The Washington Post recently ran an article about the University of Delaware’s Poison Book Project. The project is a research initiative to identify, handle and store toxic books safely. You can read about it on their website: https://sites.udel.edu/poisonbookproject/.
Publishers in the Victorian era used toxic pigments to produce brighter colors for book covers. Bright green covers contained arsenic, whereas yellow covers contained lead chromium. Along with arsenic, lead, and chromium, the researchers have also found mercury — all toxic heavy metals. The study of these practices even has a name — “bibliotoxicology.” If you have any brightly colored books published in the 1800s lying around, maybe contact the Poison Book Project?
Poison is a fascinating topic in both fiction and nonfiction. Writer Agatha Christie used strychnine in her first mystery, “The Mysterious Affair at Styles,” and Sir Arthur Conan Doyle had Sherlock Holmes investigate a death by South American arrow poison in “A Study in Scarlet.” In Flaubert’s “Madame Bovary” there is a description of acute arsenic poisoning. And, of course, there is the movie “Arsenic and Old Lace” (rent it from the library!).
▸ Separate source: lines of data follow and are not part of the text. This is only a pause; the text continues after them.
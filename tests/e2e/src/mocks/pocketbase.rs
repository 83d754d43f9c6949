//! In-process fake PocketBase
//!
//! Implements just enough of the admin, collection, record and backup API for
//! the bootstrap sequence, proxy round trips and backup commands. Every request
//! is recorded.

use std::collections::HashMap;
use std::net::SocketAddr;
use std::sync::{Arc, Mutex, MutexGuard};

use axum::extract::{Path, Request, State};
use axum::http::{HeaderMap, StatusCode};
use axum::middleware::{self, Next};
use axum::response::Response;
use axum::routing::{get, post};
use axum::{Json, Router};
use serde_json::{Value, json};

/// Admin token handed out by the fake
pub const FAKE_TOKEN: &str = "fake-admin-token";

/// Observable state of the fake
#[derive(Debug, Default)]
pub struct FakePocketBaseState {
    pub admin_email: Option<String>,
    pub admin_password: Option<String>,
    /// Collection name -> stored records
    pub collections: HashMap<String, Vec<Value>>,
    /// Backup listing entries, oldest first
    pub backups: Vec<Value>,
    /// Keys passed to restore, in order
    pub restored: Vec<String>,
    /// `METHOD /path?query` of every request, in arrival order
    pub requests: Vec<String>,
}

impl FakePocketBaseState {
    /// Requests to exactly `METHOD /path`, with or without a query string
    pub fn count(&self, method_and_path: &str) -> usize {
        self.requests
            .iter()
            .filter(|r| {
                r.split_once('?').map(|(path, _)| path).unwrap_or(r.as_str()) == method_and_path
            })
            .count()
    }
}

type Shared = Arc<Mutex<FakePocketBaseState>>;

/// Handle to a running fake
pub struct FakePocketBase {
    addr: SocketAddr,
    state: Shared,
}

impl FakePocketBase {
    /// Start an empty fake on an ephemeral loopback port
    pub async fn spawn() -> Self {
        Self::spawn_with(FakePocketBaseState::default()).await
    }

    pub async fn spawn_with(initial: FakePocketBaseState) -> Self {
        let state: Shared = Arc::new(Mutex::new(initial));

        let app = Router::new()
            .route("/api/health", get(health))
            .route("/api/admins", post(create_admin))
            .route("/api/admins/auth-with-password", post(auth_with_password))
            .route("/api/collections", post(create_collection))
            .route("/api/collections/{name}", get(get_collection))
            .route(
                "/api/collections/{name}/records",
                get(list_records).post(create_record),
            )
            .route("/api/backups", get(list_backups).post(create_backup))
            .route("/api/backups/{key}/restore", post(restore_backup))
            .layer(middleware::from_fn_with_state(state.clone(), record_request))
            .with_state(state.clone());

        let listener = tokio::net::TcpListener::bind("127.0.0.1:0")
            .await
            .expect("Failed to bind fake PocketBase");
        let addr = listener.local_addr().expect("Fake PocketBase has no address");

        tokio::spawn(async move {
            let _ = axum::serve(listener, app).await;
        });

        Self { addr, state }
    }

    pub fn base_url(&self) -> String {
        format!("http://{}", self.addr)
    }

    pub fn state(&self) -> MutexGuard<'_, FakePocketBaseState> {
        self.state.lock().expect("Fake PocketBase state poisoned")
    }
}

async fn record_request(State(state): State<Shared>, req: Request, next: Next) -> Response {
    let line = format!(
        "{} {}",
        req.method(),
        req.uri()
            .path_and_query()
            .map(|p| p.as_str())
            .unwrap_or("/")
    );
    if let Ok(mut state) = state.lock() {
        state.requests.push(line);
    }
    next.run(req).await
}

fn authorized(headers: &HeaderMap) -> bool {
    headers.get("authorization").and_then(|v| v.to_str().ok()) == Some(FAKE_TOKEN)
}

async fn health() -> Json<Value> {
    Json(json!({ "code": 200, "message": "API is healthy.", "data": {} }))
}

async fn create_admin(State(state): State<Shared>, Json(body): Json<Value>) -> (StatusCode, Json<Value>) {
    let Ok(mut state) = state.lock() else {
        return (StatusCode::INTERNAL_SERVER_ERROR, Json(json!({})));
    };
    if state.admin_email.is_some() {
        return (
            StatusCode::BAD_REQUEST,
            Json(json!({ "code": 400, "message": "Failed to create admin." })),
        );
    }
    state.admin_email = body["email"].as_str().map(str::to_string);
    state.admin_password = body["password"].as_str().map(str::to_string);
    (StatusCode::OK, Json(json!({ "id": "admin0", "email": body["email"] })))
}

async fn auth_with_password(
    State(state): State<Shared>,
    Json(body): Json<Value>,
) -> (StatusCode, Json<Value>) {
    let Ok(state) = state.lock() else {
        return (StatusCode::INTERNAL_SERVER_ERROR, Json(json!({})));
    };
    let matches = state.admin_email.as_deref() == body["identity"].as_str()
        && state.admin_password.as_deref() == body["password"].as_str()
        && state.admin_email.is_some();

    if matches {
        (StatusCode::OK, Json(json!({ "token": FAKE_TOKEN, "admin": { "id": "admin0" } })))
    } else {
        (
            StatusCode::BAD_REQUEST,
            Json(json!({ "code": 400, "message": "Failed to authenticate." })),
        )
    }
}

async fn get_collection(
    State(state): State<Shared>,
    Path(name): Path<String>,
    headers: HeaderMap,
) -> (StatusCode, Json<Value>) {
    if !authorized(&headers) {
        return (StatusCode::UNAUTHORIZED, Json(json!({ "code": 401 })));
    }
    let exists = state
        .lock()
        .map(|s| s.collections.contains_key(&name))
        .unwrap_or(false);
    if exists {
        (StatusCode::OK, Json(json!({ "name": name, "type": "base" })))
    } else {
        (
            StatusCode::NOT_FOUND,
            Json(json!({ "code": 404, "message": "The requested resource wasn't found." })),
        )
    }
}

async fn create_collection(
    State(state): State<Shared>,
    headers: HeaderMap,
    Json(body): Json<Value>,
) -> StatusCode {
    if !authorized(&headers) {
        return StatusCode::UNAUTHORIZED;
    }
    let Some(name) = body["name"].as_str() else {
        return StatusCode::BAD_REQUEST;
    };
    match state.lock() {
        Ok(mut state) => {
            state.collections.entry(name.to_string()).or_default();
            StatusCode::OK
        }
        Err(_) => StatusCode::INTERNAL_SERVER_ERROR,
    }
}

async fn list_records(State(state): State<Shared>, Path(name): Path<String>) -> (StatusCode, Json<Value>) {
    let Ok(state) = state.lock() else {
        return (StatusCode::INTERNAL_SERVER_ERROR, Json(json!({})));
    };
    match state.collections.get(&name) {
        Some(records) => (
            StatusCode::OK,
            Json(json!({
                "page": 1,
                "perPage": 30,
                "totalItems": records.len(),
                "items": records,
            })),
        ),
        None => (StatusCode::NOT_FOUND, Json(json!({ "code": 404 }))),
    }
}

async fn create_record(
    State(state): State<Shared>,
    Path(name): Path<String>,
    Json(mut body): Json<Value>,
) -> (StatusCode, Json<Value>) {
    let Ok(mut state) = state.lock() else {
        return (StatusCode::INTERNAL_SERVER_ERROR, Json(json!({})));
    };
    let Some(records) = state.collections.get_mut(&name) else {
        return (StatusCode::NOT_FOUND, Json(json!({ "code": 404 })));
    };
    body["id"] = json!(format!("rec{}", records.len()));
    records.push(body.clone());
    (StatusCode::OK, Json(body))
}

async fn list_backups(State(state): State<Shared>, headers: HeaderMap) -> (StatusCode, Json<Value>) {
    if !authorized(&headers) {
        return (StatusCode::UNAUTHORIZED, Json(json!({ "code": 401 })));
    }
    match state.lock() {
        Ok(state) => (StatusCode::OK, Json(Value::Array(state.backups.clone()))),
        Err(_) => (StatusCode::INTERNAL_SERVER_ERROR, Json(json!({}))),
    }
}

async fn create_backup(
    State(state): State<Shared>,
    headers: HeaderMap,
    Json(body): Json<Value>,
) -> StatusCode {
    if !authorized(&headers) {
        return StatusCode::UNAUTHORIZED;
    }
    let Some(name) = body["name"].as_str() else {
        return StatusCode::BAD_REQUEST;
    };
    let Ok(mut state) = state.lock() else {
        return StatusCode::INTERNAL_SERVER_ERROR;
    };
    if state.backups.iter().any(|b| b["key"] == name) {
        return StatusCode::BAD_REQUEST;
    }
    let modified = format!("2024-01-01 00:00:{:02}.000Z", state.backups.len());
    state.backups.push(json!({ "key": name, "size": 1024, "modified": modified }));
    StatusCode::NO_CONTENT
}

async fn restore_backup(
    State(state): State<Shared>,
    Path(key): Path<String>,
    headers: HeaderMap,
) -> StatusCode {
    if !authorized(&headers) {
        return StatusCode::UNAUTHORIZED;
    }
    let Ok(mut state) = state.lock() else {
        return StatusCode::INTERNAL_SERVER_ERROR;
    };
    if !state.backups.iter().any(|b| b["key"] == key.as_str()) {
        return StatusCode::BAD_REQUEST;
    }
    state.restored.push(key);
    StatusCode::NO_CONTENT
}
According to a 1977 research study by the National Research Council, hairs from Napoleon Bonaparte that were analyzed contained arsenic in larger distribution than “samples from unexposed people.” How Bonaparte ingested arsenic is lost to history — but it may have been prescribed for him. Medical compounds containing arsenic — arsenicals — were widely used in the 18th and 19th centuries. There are reports of arsenic-eaters in 19th-century Europe, who built up immunities to the poison by ingesting increasingly larger doses over a period of time, but apparently there is no positive proof that these people were eating pure arsenic. Disclaimer: it’s probably best to avoid testing this theory, and limit your poison exposure to reading about toxins rather than eating them.